Quando os patrões têm medinho, há que renovar as estratégias de ostracização à escumalha. E não os deixam ler, escrever, pensar, viver. Como hoje os patrões da televisão e do estado tão democrático não deixam nas horas que importam vermos as coisas que importam, para não se soltarem personalidades singulares ou a rebelião ser entrevista. Para as contas que importam e a sensação grave ficar perenemente estrangulada na corrente de forças. “Mandingo” jamais passaria às nove da noite do canal da populaça. Mas o que trama a démarche e a honra do patrão James Manson é como um volte-face dos destinos e das distribuições lá dos altos, porque o seu grão, a sua contribuição, vai começar por se comover com aqueles segundo os quais as suas regras há que calcar ou perfurar. E tudo se volve e revolve entre o que não se explica e o acordado, o tácito e o instinto, o coração e a loucura cega, surda e muda em combate com esse saber-estar.
 
Se a tragédia é final e inevitável mesmo que aquele filho bastardo de Manson seja jogada abençoada e demoníaca de um ou uns poderosos em contendas outras (veneno de anjos ou presentes infernais, São João ou Apocalipse), todos os limites do que não se ultrapassa há muito que se transgrediram infinitamente, tudo é porco, e qualquer tipo de alvura seria ali conspurcada. A certa altura esse filho bastardo que terá um filho também bastardo e entrará assim em demente pirulito, diz à sua marioneta branca de conveniência que nem para a cama serve, e grita-lhe que não consegue dormir quando está a pensar, o que numa machadada o coloca ao nível de qualquer um daquele reino e de todos os reinos.
 
O momento falsamente sublime em que Perry King pede em casamento aquela noiva por momentos brilhante é definitivamente desmascarado quando sabemos que o maravilhoso e o verdadeiro em termos de união acontece quando este oferece os brincos à negra da sua perdição.
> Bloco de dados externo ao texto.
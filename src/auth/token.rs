//! Admin API token signing.
//!
//! Ghost's Admin API authenticates each request with a short-lived JWT
//! signed by the client itself using the secret half of the Admin API key.
//!
//! # Token Structure
//!
//! - Header: `{ alg: HS256, typ: JWT, kid: <key id> }`
//! - Claims: `{ iat: now, exp: now + 300, aud: "/<version>/admin/" }`
//!   (version 5 drops the version segment: `"/admin/"`)
//!
//! The signing key is the hex-decoded secret, not its ASCII form.

use crate::config::{AdminApiKey, ApiVersion};
use jsonwebtoken::{encode, Algorithm, EncodingKey, Header};
use serde::Serialize;
use thiserror::Error;

/// Admin token validity window in seconds (5 minutes).
const TOKEN_TTL_SECS: i64 = 300;

/// Errors that can occur while signing an Admin API token.
#[derive(Debug, Error)]
pub enum AuthError {
    /// Token signing failed.
    #[error("Failed to sign Admin API token: {0}")]
    Signing(#[from] jsonwebtoken::errors::Error),
}

/// Claims carried by a Ghost Admin API token.
#[derive(Debug, Serialize)]
struct AdminClaims<'a> {
    iat: i64,
    exp: i64,
    aud: &'a str,
}

/// Signs a fresh Admin API token for the given key and version.
///
/// The returned token is valid for five minutes from the moment of
/// signing. Callers are expected to generate a new token rather than
/// reuse one near expiry; tokens are cheap to produce.
///
/// # Errors
///
/// Returns [`AuthError::Signing`] if JWT encoding fails.
///
/// # Example
///
/// ```rust
/// use ghost_api::auth::admin_token;
/// use ghost_api::{AdminApiKey, ApiVersion};
///
/// let key = AdminApiKey::new("keyid:deadbeef").unwrap();
/// let token = admin_token(&key, ApiVersion::V4).unwrap();
/// assert!(!token.is_empty());
/// ```
pub fn admin_token(key: &AdminApiKey, version: ApiVersion) -> Result<String, AuthError> {
    let mut header = Header::new(Algorithm::HS256);
    header.kid = Some(key.id().to_string());

    let iat = chrono::Utc::now().timestamp();
    let claims = AdminClaims {
        iat,
        exp: iat + TOKEN_TTL_SECS,
        aud: version.admin_audience(),
    };

    let encoding_key = EncodingKey::from_secret(key.secret_bytes());
    Ok(encode(&header, &claims, &encoding_key)?)
}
O resto, os resquícios, são os trabalhos ordinários e seculares da farsa do casal decente, e os problemas e guerras conjugais só se dão com a oficiosa esposa clamante de sexo. Essa que se vai tornando bruxa e que se deixa violar pela personagem central do Mandingo Mede, colossal bloco de todo o descentramento moral e sexual das personagens em causa. Na cena em que a desgrenhada bruxa se autoconsola de chicotadas na rival que a trai pois é a rainha do seu marido, a distância entre os dois rostos que se espraia e revela pelo enquadramento, só pode ser a distância da nossa mascarada sociedade que dali e de outros massacres traseiros advêm. Todo o sentido nessas cortadas expressões, contrastes e iluminação, toda a família universal.
 
A cúpula interdita entre Mede e Susan, o movimento ascendente com uma luz desnaturada e desaturada, acontece logo depois de se ouvir o coro pela segunda vez, a terceira passará nos créditos, e de cada vez com mais ardor. Sacudidela catártica e purificadora, e fonte jorrante de mais veneno. Via capital do imparável rol de violência prometida, o amor com amor se paga da fêmea ao macho em cisão, mas também ou sobretudo a mescla, o impuro, a impotência que a bondade tem encontrado para afastar definitivamente o seu contrário, e com isso a constatação da parte negra de cada um à espera de ser despertada do sono eterno. Mesmo que os sorrisos de Perry king à sua empregada tenham valido o mundo e a justificação do nosso andar nisto. E valeram.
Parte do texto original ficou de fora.